Please find all lines in the data that hold the string "serde" and copy them.

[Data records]
- Opening Delimiter -
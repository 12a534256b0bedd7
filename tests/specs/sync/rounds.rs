//! Multi-round sync behavior: the working directory mirrors the source,
//! and every round's pre-state survives in its archive snapshot.

use crate::prelude::*;
use sv_sync::run_round;

#[test]
fn work_dir_tracks_the_source_across_rounds() {
    let fixture = depot("docs", 30);
    let desc = &fixture.desc;

    write(&desc.source, "a.txt", "a1");
    write(&desc.source, "sub/b.txt", "b1");
    run_round(desc).unwrap();

    write(&desc.source, "a.txt", "a2");
    write(&desc.source, "new/c.txt", "c1");
    std::fs::remove_file(desc.source.join("sub/b.txt")).unwrap();
    run_round(desc).unwrap();

    let work = desc.work_dir();
    assert_eq!(read(&work, "a.txt"), "a2");
    assert_eq!(read(&work, "new/c.txt"), "c1");
    assert!(!work.join("sub/b.txt").exists());
}

#[test]
fn each_snapshot_preserves_the_state_before_its_round() {
    let fixture = depot("docs", 30);
    let desc = &fixture.desc;

    write(&desc.source, "a.txt", "round1");
    run_round(desc).unwrap();

    write(&desc.source, "a.txt", "round2");
    run_round(desc).unwrap();

    write(&desc.source, "a.txt", "round3");
    run_round(desc).unwrap();

    let snaps = snapshots(desc);
    assert_eq!(snaps.len(), 3);
    // Snapshot N holds the working directory as it stood before round N.
    assert!(!snaps[0].join("a.txt").exists());
    assert_eq!(
        std::fs::read_to_string(snaps[1].join("a.txt")).unwrap(),
        "round1"
    );
    assert_eq!(
        std::fs::read_to_string(snaps[2].join("a.txt")).unwrap(),
        "round2"
    );
    assert_eq!(read(&desc.work_dir(), "a.txt"), "round3");
}

#[test]
fn an_initialized_depot_is_adopted_after_restart() {
    let fixture = depot("docs", 30);
    write(&fixture.desc.source, "a.txt", "v1");
    run_round(&fixture.desc).unwrap();

    // A fresh descriptor for the same paths, as after a daemon restart.
    let readopted = sv_sync::DepotDescriptor::new(
        "docs",
        &fixture.desc.source,
        &fixture.desc.destination,
        "ops",
        30,
        7,
    );
    write(&fixture.desc.source, "a.txt", "v2");
    run_round(&readopted).unwrap();

    assert_eq!(read(&readopted.work_dir(), "a.txt"), "v2");
}

#[test]
fn a_foreign_destination_is_never_touched() {
    let fixture = depot("docs", 30);
    let desc = &fixture.desc;
    write(&desc.destination, "precious.txt", "do not disturb");

    run_round(desc).unwrap_err();

    assert_eq!(read(&desc.destination, "precious.txt"), "do not disturb");
    assert!(!desc.marker_path().exists());
    assert!(!desc.archive_root().exists());
}
// SPDX-License-Identifier: BUSL-1.1
// Copyright (c) 2026 Alfred Jean LLC

//! Depot descriptors and on-disk layout

use crate::error::SyncError;
use chrono::{DateTime, Utc};
use serde::{Deserialize, Serialize};
use std::path::PathBuf;

/// Marker file tagging a destination root as an initialized depot.
pub const MARKER_FILE: &str = ".depot";
/// Subdirectory holding per-round hardlink snapshots.
pub const ARCHIVE_DIR: &str = ".archive";
/// The live destination tree kept in sync with the source.
pub const WORK_DIR: &str = "work";

/// One registered synchronization job: source, destination root, schedule.
///
/// Immutable once created; persisted as the depot's marker file. The
/// serialized field names (misspellings included) are wire format shared
/// with existing marker files — do not rename them.
#[derive(Debug, Clone, Serialize, Deserialize)]
pub struct DepotDescriptor {
    pub name: String,
    #[serde(rename = "sync_source")]
    pub source: PathBuf,
    #[serde(rename = "deport_location")]
    pub destination: PathBuf,
    pub owner: String,
    #[serde(rename = "sync_interval_minu")]
    pub sync_interval_minutes: u64,
    #[serde(rename = "archive_alloted_day")]
    pub archive_retention_days: u32,
    #[serde(rename = "creat_time")]
    pub created_at: DateTime<Utc>,
}

impl DepotDescriptor {
    pub fn new(
        name: impl Into<String>,
        source: impl Into<PathBuf>,
        destination: impl Into<PathBuf>,
        owner: impl Into<String>,
        sync_interval_minutes: u64,
        archive_retention_days: u32,
    ) -> Self {
        Self {
            name: name.into(),
            source: source.into(),
            destination: destination.into(),
            owner: owner.into(),
            sync_interval_minutes,
            archive_retention_days,
            created_at: Utc::now(),
        }
    }

    /// Reject descriptors the registry must not accept.
    pub fn validate(&self) -> Result<(), SyncError> {
        if self.name.is_empty() {
            return Err(SyncError::Validation("name is empty".to_string()));
        }
        if self.source.as_os_str().is_empty() {
            return Err(SyncError::Validation("source path is empty".to_string()));
        }
        Ok(())
    }

    pub fn marker_path(&self) -> PathBuf {
        self.destination.join(MARKER_FILE)
    }

    pub fn archive_root(&self) -> PathBuf {
        self.destination.join(ARCHIVE_DIR)
    }

    pub fn work_dir(&self) -> PathBuf {
        self.destination.join(WORK_DIR)
    }
}

#[cfg(test)]
#[path = "descriptor_tests.rs"]
mod tests;
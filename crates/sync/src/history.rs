// SPDX-License-Identifier: BUSL-1.1
// Copyright (c) 2026 Alfred Jean LLC

//! Bounded run history per depot

use chrono::{DateTime, Utc};
use std::collections::VecDeque;
use std::time::Duration;

/// Default number of round outcomes retained per depot.
pub const DEFAULT_HISTORY_CAPACITY: usize = 32;

/// Outcome of one sync round. Immutable once appended.
#[derive(Debug, Clone)]
pub struct RunOutcome {
    /// When the round started
    pub timestamp: DateTime<Utc>,
    pub duration: Duration,
    pub bytes_copied: u64,
    /// Phase-level error text; empty on success
    pub error: String,
}

impl RunOutcome {
    pub fn is_success(&self) -> bool {
        self.error.is_empty()
    }
}

/// Fixed-capacity append-only ring over [`RunOutcome`]; the oldest entry
/// is evicted on overflow, so exactly the most recent `capacity` outcomes
/// remain, in chronological order.
#[derive(Debug)]
pub struct RunHistory {
    outcomes: VecDeque<RunOutcome>,
    capacity: usize,
}

impl RunHistory {
    pub fn new(capacity: usize) -> Self {
        let capacity = capacity.max(1);
        Self {
            outcomes: VecDeque::with_capacity(capacity),
            capacity,
        }
    }

    pub fn append(&mut self, outcome: RunOutcome) {
        if self.outcomes.len() == self.capacity {
            self.outcomes.pop_front();
        }
        self.outcomes.push_back(outcome);
    }

    /// Snapshot of the retained outcomes, oldest first.
    pub fn outcomes(&self) -> Vec<RunOutcome> {
        self.outcomes.iter().cloned().collect()
    }

    pub fn len(&self) -> usize {
        self.outcomes.len()
    }

    pub fn is_empty(&self) -> bool {
        self.outcomes.is_empty()
    }
}
// SPDX-License-Identifier: BUSL-1.1
// Copyright (c) 2026 Alfred Jean LLC

//! Cooperative cancellation for scheduled tasks

use std::sync::atomic::{AtomicBool, Ordering};
use std::sync::Arc;

/// Shared cancellation flag, polled once at dispatch time.
///
/// Clones share the same underlying flag, so the registry can hold one end
/// while the scheduled task holds the other. Cancellation cannot interrupt
/// a task that is already running.
#[derive(Clone, Debug, Default)]
pub struct CancelToken {
    cancelled: Arc<AtomicBool>,
}

impl CancelToken {
    pub fn new() -> Self {
        Self::default()
    }

    /// Flip the flag. Idempotent.
    pub fn cancel(&self) {
        self.cancelled.store(true, Ordering::SeqCst);
    }

    pub fn is_cancelled(&self) -> bool {
        self.cancelled.load(Ordering::SeqCst)
    }
}
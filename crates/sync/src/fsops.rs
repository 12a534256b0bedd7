// SPDX-License-Identifier: BUSL-1.1
// Copyright (c) 2026 Alfred Jean LLC

//! Filesystem primitives consumed by the sync engine

use std::fs;
use std::io;
use std::path::{Path, PathBuf};

/// List every file under `root`, as paths relative to `root`.
/// Directories themselves are not reported.
pub fn list_files_recursively(root: &Path) -> io::Result<Vec<PathBuf>> {
    let mut files = Vec::new();
    walk(root, Path::new(""), &mut files)?;
    Ok(files)
}

fn walk(root: &Path, rel: &Path, files: &mut Vec<PathBuf>) -> io::Result<()> {
    for entry in fs::read_dir(root.join(rel))? {
        let entry = entry?;
        let rel_path = rel.join(entry.file_name());
        if entry.file_type()?.is_dir() {
            walk(root, &rel_path, files)?;
        } else {
            files.push(rel_path);
        }
    }
    Ok(())
}

/// Copy `src` over `dst` as a full overwrite, creating missing parent
/// directories. Returns bytes copied.
///
/// The destination is unlinked first so hardlinked archive snapshots keep
/// their pre-round content instead of being rewritten through the shared
/// inode.
pub fn copy_file(dst: &Path, src: &Path) -> io::Result<u64> {
    if let Some(parent) = dst.parent() {
        fs::create_dir_all(parent)?;
    }
    match fs::remove_file(dst) {
        Ok(()) => {}
        Err(e) if e.kind() == io::ErrorKind::NotFound => {}
        Err(e) => return Err(e),
    }
    fs::copy(src, dst)
}

/// Hardlink `src` at `dst`, creating missing parent directories.
pub fn hard_link_file(dst: &Path, src: &Path) -> io::Result<()> {
    if let Some(parent) = dst.parent() {
        fs::create_dir_all(parent)?;
    }
    fs::hard_link(src, dst)
}

/// Create a directory; an already-present directory is a no-op.
pub fn ensure_dir(path: &Path) -> io::Result<()> {
    match fs::create_dir(path) {
        Err(e) if e.kind() == io::ErrorKind::AlreadyExists => Ok(()),
        other => other,
    }
}

#[cfg(test)]
#[path = "fsops_tests.rs"]
mod tests;
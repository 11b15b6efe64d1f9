use std::fmt;

/// Width of every count field in harness input (`numObjects`, `numBytes`).
pub const COUNT_FIELD_LEN: usize = 4;

/// Version tag stamped on every synthesized bundle.
pub const KTEST_VERSION: u32 = 0;

/// One named byte payload inside a [`KTest`].
///
/// `num_bytes` is what the record claims; `bytes` is what it actually carries.
/// The two are allowed to disagree.
#[derive(Debug, Clone, Default, PartialEq, Eq)]
pub struct KTestObject {
    pub name: Option<String>,
    pub num_bytes: u32,
    pub bytes: Option<Vec<u8>>,
}

impl KTestObject {
    /// Record used when the input ran out before its length field.
    pub fn empty() -> Self {
        Self::default()
    }

    /// True when the record claims bytes it does not carry.
    pub fn is_claimed_but_missing(&self) -> bool {
        self.num_bytes > 0 && self.bytes.is_none()
    }
}

/// In-memory test case handed to the function under test.
#[derive(Debug, Clone, Default, PartialEq, Eq)]
pub struct KTest {
    pub version: u32,
    pub num_args: u32,
    pub args: Vec<String>,
    pub sym_argvs: u32,
    pub sym_argv_len: u32,
    pub num_objects: u32,
    pub objects: Vec<KTestObject>,
}

impl KTest {
    /// Bundle with no arguments and symbolic argv disabled.
    pub fn with_objects(objects: Vec<KTestObject>) -> Self {
        Self {
            version: KTEST_VERSION,
            num_args: 0,
            args: Vec::new(),
            sym_argvs: 0,
            sym_argv_len: 0,
            num_objects: objects.len() as u32,
            objects,
        }
    }

    pub fn payload_bytes(&self) -> usize {
        self.objects
            .iter()
            .filter_map(|o| o.bytes.as_ref())
            .map(Vec::len)
            .sum()
    }
}

impl fmt::Display for KTest {
    fn fmt(&self, f: &mut fmt::Formatter<'_>) -> fmt::Result {
        let missing = self
            .objects
            .iter()
            .filter(|o| o.is_claimed_but_missing())
            .count();
        write!(
            f,
            "KTest v{} (objects: {}, payload: {}B, missing: {})",
            self.version,
            self.num_objects,
            self.payload_bytes(),
            missing
        )
    }
}

#[derive(thiserror::Error, Debug, Clone, PartialEq, Eq)]
pub enum CoreError {
    #[error("insufficient input: wanted {wanted} bytes, {remaining} remaining")]
    Insufficient { wanted: usize, remaining: usize },
    #[error("allocation of {0} bytes failed")]
    AllocationFailed(usize),
}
- Closing Delimiter -
## FINISHED TASK
use serde::{Deserialize, Serialize};
    #[serde(rename = "sync_source")]
    #[serde(rename = "deport_location")]
    #[serde(rename = "sync_interval_minu")]
    #[serde(rename = "archive_alloted_day")]
    #[serde(rename = "creat_time")]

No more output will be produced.